COP26 in Glasgow was a gathering of world leaders to promote the actions of improving climate change, from Nicola Sturgeon to Greta Thunberg, lots of plans were discussed. How well have these actions went in achieving their goal? This blog will highlight the good and the bad affects COP26 has had on climate change in conjunction with the active approaches law firms can take in contributing towards the COP26 objectives – as it is Pro Bono week and in the light of COP27 in Egypt this year. This will help people most affected by climate change stay informed to access justice.
Successes and Failures
The United Nations Convention on Climate Change gives COP26 as an annual conference a purpose. Mainly to adopt decisions which develop and implement the COP26 convention, the Kyoto Protocol, and the Paris Agreement. However, there were aims which were set out for COP26 specifically. The four main aims set out in COP26 in Glasgow were to achieve net zero emissions by 2050, keeping 1.5C degrees within reach – aimed to be done by switching to electricity powered cars, preventing the prominence of deforestation, and promoting the use of renewable energy sources while minimising fossil fuels.

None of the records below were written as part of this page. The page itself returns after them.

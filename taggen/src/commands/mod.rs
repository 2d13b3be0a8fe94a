mod check;
mod completions;
mod generate_index_file;
mod generate_type_file;
mod generate_type_files;

use std::path::PathBuf;

use check::CheckCommand;
use clap::{Args, Parser, Subcommand};
use completions::CompletionsCommand;
use eyre::{Context, Result};
use generate_index_file::GenerateIndexFileCommand;
use generate_type_file::GenerateTypeFileCommand;
use generate_type_files::GenerateTypeFilesCommand;
use taggen_core::Config;

use crate::reports::TerminalOutput;

/// Extension trait for exiting on schema errors with pretty formatting
pub(crate) trait UnwrapOrExit<T> {
    fn unwrap_or_exit(self) -> T;
}

impl<T> UnwrapOrExit<T> for taggen_schema::Result<T> {
    fn unwrap_or_exit(self) -> T {
        match self {
            Ok(v) => v,
            Err(e) => {
                eprintln!("{:?}", miette::Report::new(*e));
                std::process::exit(1);
            }
        }
    }
}

#[derive(Parser)]
#[command(name = "taggen")]
#[command(version)]
#[command(about = "Generate JavaScript tagged types from .type.js definitions")]
pub(crate) struct Cli {
    #[command(flatten)]
    global: GlobalArgs,

    #[command(subcommand)]
    command: Commands,
}

impl Cli {
    pub fn run(&self) -> Result<()> {
        match &self.command {
            Commands::GenerateTypeFile(cmd) => cmd.run(&self.global),
            Commands::GenerateIndexFile(cmd) => cmd.run(&self.global),
            Commands::GenerateTypeFiles(cmd) => cmd.run(&self.global),
            Commands::Check(cmd) => cmd.run(&self.global),
            Commands::Completions(cmd) => cmd.run(),
        }
    }
}

#[derive(Subcommand)]
enum Commands {
    /// Generate the module for one .type.js definition
    GenerateTypeFile(GenerateTypeFileCommand),

    /// Write an index.js re-exporting every generated type in a directory
    GenerateIndexFile(GenerateIndexFileCommand),

    /// Generate a module for every definition in a directory
    GenerateTypeFiles(GenerateTypeFilesCommand),

    /// Validate a definition without generating code
    Check(CheckCommand),

    /// Generate shell completions
    Completions(CompletionsCommand),
}

/// Flags accepted by every subcommand.
#[derive(Args)]
pub(crate) struct GlobalArgs {
    /// Path to taggen.toml (defaults to the nearest one above the working directory)
    #[arg(short, long, global = true)]
    config: Option<PathBuf>,

    /// Only print warnings and errors
    #[arg(short, long, global = true)]
    quiet: bool,
}

impl GlobalArgs {
    pub fn load_config(&self) -> Result<Config> {
        match &self.config {
            Some(path) => Config::open(path),
            None => {
                let cwd = std::env::current_dir().wrap_err("failed to read working directory")?;
                Config::discover(cwd).map(|(config, _)| config)
            }
        }
    }

    pub fn output(&self) -> TerminalOutput {
        TerminalOutput::new(self.quiet)
    }
}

Further to this, it was proposed to protect communities and natural habitats which ties in with the deforestation objective as a whole. COP26 raised the issue of being able to manage and make available £100 billion in finance to work towards these goals. The fourth aim was for countries to work together and finalise the Paris Rulebook – which guides countries on reporting emissions, timeline for reducing emissions in total, and rules set out for carbon markets.
Before looking at the failures of COP26, we should acknowledge the successes. For one, the COP26 pact is now 190 nations strong, according to COP26 President Alok Sharma. This coalition has pledged to “phase out coal power and end support for new coal power plants”, showing that the international community is most united in their efforts to prevent global warming. However, certain key players in the international community, such as Russia and China, were notably absent from the conference. According to Paul G. Harris writing for PLOS Climate, the latter produce over a quarter of all global emissions and intend to increase this until 2030, while the rest of the world’s nations are actively looking to decrease such emissions. Therefore, the efforts of these nations may not be enough in achieving the target of 1.5 degrees higher than pre-industrial levels.

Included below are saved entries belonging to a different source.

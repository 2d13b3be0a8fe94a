//! Compilation pipeline for one definition file.
//!
//! A [`Pipeline`] takes a parsed and validated definition through its
//! phases (lint, then analyze), calling [`Plugin`] hooks around each phase
//! and collecting [`Diagnostic`]s in a shared [`CompilationContext`].
//!
//! ```ignore
//! use taggen_codegen::pipeline::{Pipeline, Severity};
//!
//! let parsed = parse_file("coord.type.js", &config.imports)?;
//! let definition = parsed.validate()?;
//! let ctx = Pipeline::new().run(parsed, definition)?;
//!
//! for diag in ctx.diagnostics.iter().filter(|d| d.severity == Severity::Warning) {
//!     eprintln!("warning: {}", diag.message);
//! }
//! ```

mod context;
mod diagnostic;
mod phase;
pub mod phases;
mod plugin;
mod runner;
mod snapshot;

pub use context::CompilationContext;
pub use diagnostic::{Diagnostic, Severity};
pub use phase::Phase;
pub use plugin::Plugin;
pub use runner::Pipeline;
pub use snapshot::{PhaseSnapshot, SnapshotPlugin};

A further failure has been identified by ethicist Julian Sheather, who attributes “global ‘blinkmanship’” as another failure of COP26. Every country wants the changes to occur and is fully aware of the consequences that will follow if action is not taken. However, no nation wants to be the first to introduce such painful measures which will alter their citizens way of life, as not to be labelled as “draconian” or “authoritarian”. COP26 should provide the nations with a way of making these necessary steps together as a unified front, however Sheather’s proposes “weakness of global governance” leads to infighting between nations that detracts from the larger fight; the one against global warming.
The Legal Profession and COP26
Additionally, the legal profession has been urged to adapt its practices to meet the COP26 aims. Whilst changes to environmental law at a statutory level will work as an accountability tool, the most effective changes will operate at a firm level.
One of the most important starting points is the adaptation of firm targets. Firms must take a proactive approach to implement new science-based targets to limit carbon emissions associated with their practice. This will not only contribute to further achieving the 1.5°C target but also shows active engagement at a ground level which should be adopted by all employees. Alongside this also comes the publication of said targets, and how the firm has implemented practical measures to meet their aims and operate on a more environmentally friendly platform. This again will not only work as an accountability measure but also allows firms themselves to see if their measures are working and how they can be adapted for improvement or to ensure they remain affective.
Promotion of climate change within the legal profession is also vital to further achieving COP26 aims. In light of pro bono week, this is particularly relevant as pro bono activities is one of the most effective, proactive approaches firms can take towards achieving this. By carrying out pro bono work, firms can ensure access to justice for those who are negatively affected by climate change at an affordable level. Additionally, engaging with current and prospective policy making will also help contribute towards upholding the human rights of those majorly affected by the issue. Overall, it is important to recognise this is not an ‘over-night fix’, approach whilst it will be gradual must be consistent and continually adapting if further improvement is ever to be achieved.